How will the credit crisis affect protection sales?
Hands up, whoever thinks the country is not marching straight into a recession? Okay, if any of you just raised your palms, then I will ask you to kindly go to the back of the class because it is obvious that you have not been paying attention recently.
Just look at some recent headlines in the news:
- On the 22 August, the Office of National Statistics said economic growth in the UK ground to a complete halt between April and June, contradicting their original estimate of a +0.2% increase.
- On the 18 August, the British Chambers of Commerce (BCC) predicted that the defining characteristic over the next six-to-nine-months, for UK banks, was going to be "a difficult and risky climate". Despite ruling out a major recession, the institution foresaw UK growth as stagnating or being slightly negative. The prospects, it said, could be much worse if interest rates were not reduced in the near future. Not only that but the unemployment rate is said by the BCC to increase to over 2 million for the first time since Labour came to power in 1997.
On the protection side, there has been somewhat mixed news: the total new premiums for Income Protection (IP) remained fairly steady, according to Association of British Insurers (ABI) figures, with sales of £14m in the first two quarters of this year as opposed to a range of £12-14m last year. But one item, directly below, which should cause concern for the protection industry is the revelation that sales of the stand-alone critical illness (CI) product have been decimated in the first six months of 2008: from a range of £9-11m a quarter in 2007, the first two quarters saw CI premiums falls to £4m - very bad news.

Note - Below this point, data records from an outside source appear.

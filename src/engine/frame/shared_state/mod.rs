use std::sync::atomic::{AtomicBool, AtomicU8, AtomicU64};

use crate::engine::cache::pad_after2;

use super::SessionState;
use super::slot::SlotAtomics;

const META_FLAGS_PAD_BYTES: usize = pad_after2::<AtomicBool, AtomicU8>();

/// ### English
/// Lock-free state of the shared surface ring.
///
/// The producer thread writes surfaces, labels and the `capturing` flag; the display thread reads
/// labels and toggles the `locked` flag while it holds the interop lock. Cursors are not stored
/// here: the write cursor belongs to the capture controller and the read cursor to the presenter,
/// each owned by exactly one thread.
///
/// ### 中文
/// 共享表面环的无锁状态。
///
/// 生产者线程写入表面、标签与 `capturing` 标记；显示线程读取标签，并在持有 interop 锁期间
/// 切换 `locked` 标记。游标不保存在这里：写游标属于捕获控制器，读游标属于呈现器，
/// 各自只由一个线程持有。
pub struct SharedSurfaceSet {
    /// ### English
    /// Per-slot atomics (length fixed at construction).
    ///
    /// ### 中文
    /// 每个槽位的原子状态（长度在构造时固定）。
    slots: Box<[SlotAtomics]>,
    /// ### English
    /// Ring-wide flags and diagnostics.
    ///
    /// ### 中文
    /// 环级别的标记与诊断计数。
    meta: RingMeta,
}

#[repr(C, align(64))]
struct RingMeta {
    /// ### English
    /// Sticky stereo latch (never cleared once set).
    ///
    /// ### 中文
    /// 粘滞的立体模式锁存（一旦置位不再清除）。
    stereo: AtomicBool,
    /// ### English
    /// Session state (`SessionState as u8`).
    ///
    /// ### 中文
    /// 会话状态（`SessionState as u8`）。
    session: AtomicU8,
    /// ### English
    /// Keeps the overlap counter off the flags' cache line.
    ///
    /// ### 中文
    /// 让重叠计数器与标记位处于不同的缓存行。
    _pad_flags: [u8; META_FLAGS_PAD_BYTES],
    /// ### English
    /// Number of times one slot was seen both captured and locked.
    ///
    /// ### 中文
    /// 同一槽位被观察到同时处于捕获与加锁状态的次数。
    overlaps: AtomicU64,
}

impl SharedSurfaceSet {
    /// ### English
    /// Creates a ring with `slot_count` empty slots (at least one).
    ///
    /// ### 中文
    /// 创建包含 `slot_count` 个空槽位的环（至少一个）。
    pub fn new(slot_count: usize) -> Self {
        let slot_count = slot_count.max(1);
        Self {
            slots: (0..slot_count).map(|_| SlotAtomics::new()).collect(),
            meta: RingMeta {
                stereo: AtomicBool::new(false),
                session: AtomicU8::new(SessionState::Idle as u8),
                _pad_flags: [0; META_FLAGS_PAD_BYTES],
                overlaps: AtomicU64::new(0),
            },
        }
    }

    /// ### English
    /// Number of slots in the ring.
    ///
    /// ### 中文
    /// 环中的槽位数量。
    #[inline]
    pub fn len(&self) -> usize {
        self.slots.len()
    }

    #[inline]
    pub fn is_empty(&self) -> bool {
        self.slots.is_empty()
    }
}

mod channel;
mod flags;
mod ownership;
mod publish;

The ABI said the fall was due to the downturn in mortgages being taken out, since most CI is sold on the back of a mortgage. There is no argument with that reasoning as it has been expected that an economic downturn will adversely affect some protection products.
So should advisers be wary of what is coming? The answer to that should be yes. When times are tight, consumers will look for ways to ease the burden on their day-to-day existence. Often, as COVER has reported many times before, that means that protection will be stripped-down or cancelled.
A key story in the media so far this year has been the horrendous rises in the price of food, including, quite bizarrely, lemons which at one point this year seemed to triple in price. Recent figures collated by uSwitch show how much household bills have shot up by since last year: gas has gone up by 28.3%, electricity by 20%, food and drink by 24.9% and mortgages by 6.2%. On average, total household bills have increased by 7.7% this year, much higher than the rate of inflation. Included in this figure is insurance with building insurance said to have increased by 4.5%, car insurance by 5.7% and contents insurance by 24%. Considering how low protection is considered by the general public, would anyone like to raise their hand and say they would be surprised if the number of people with protection dropped?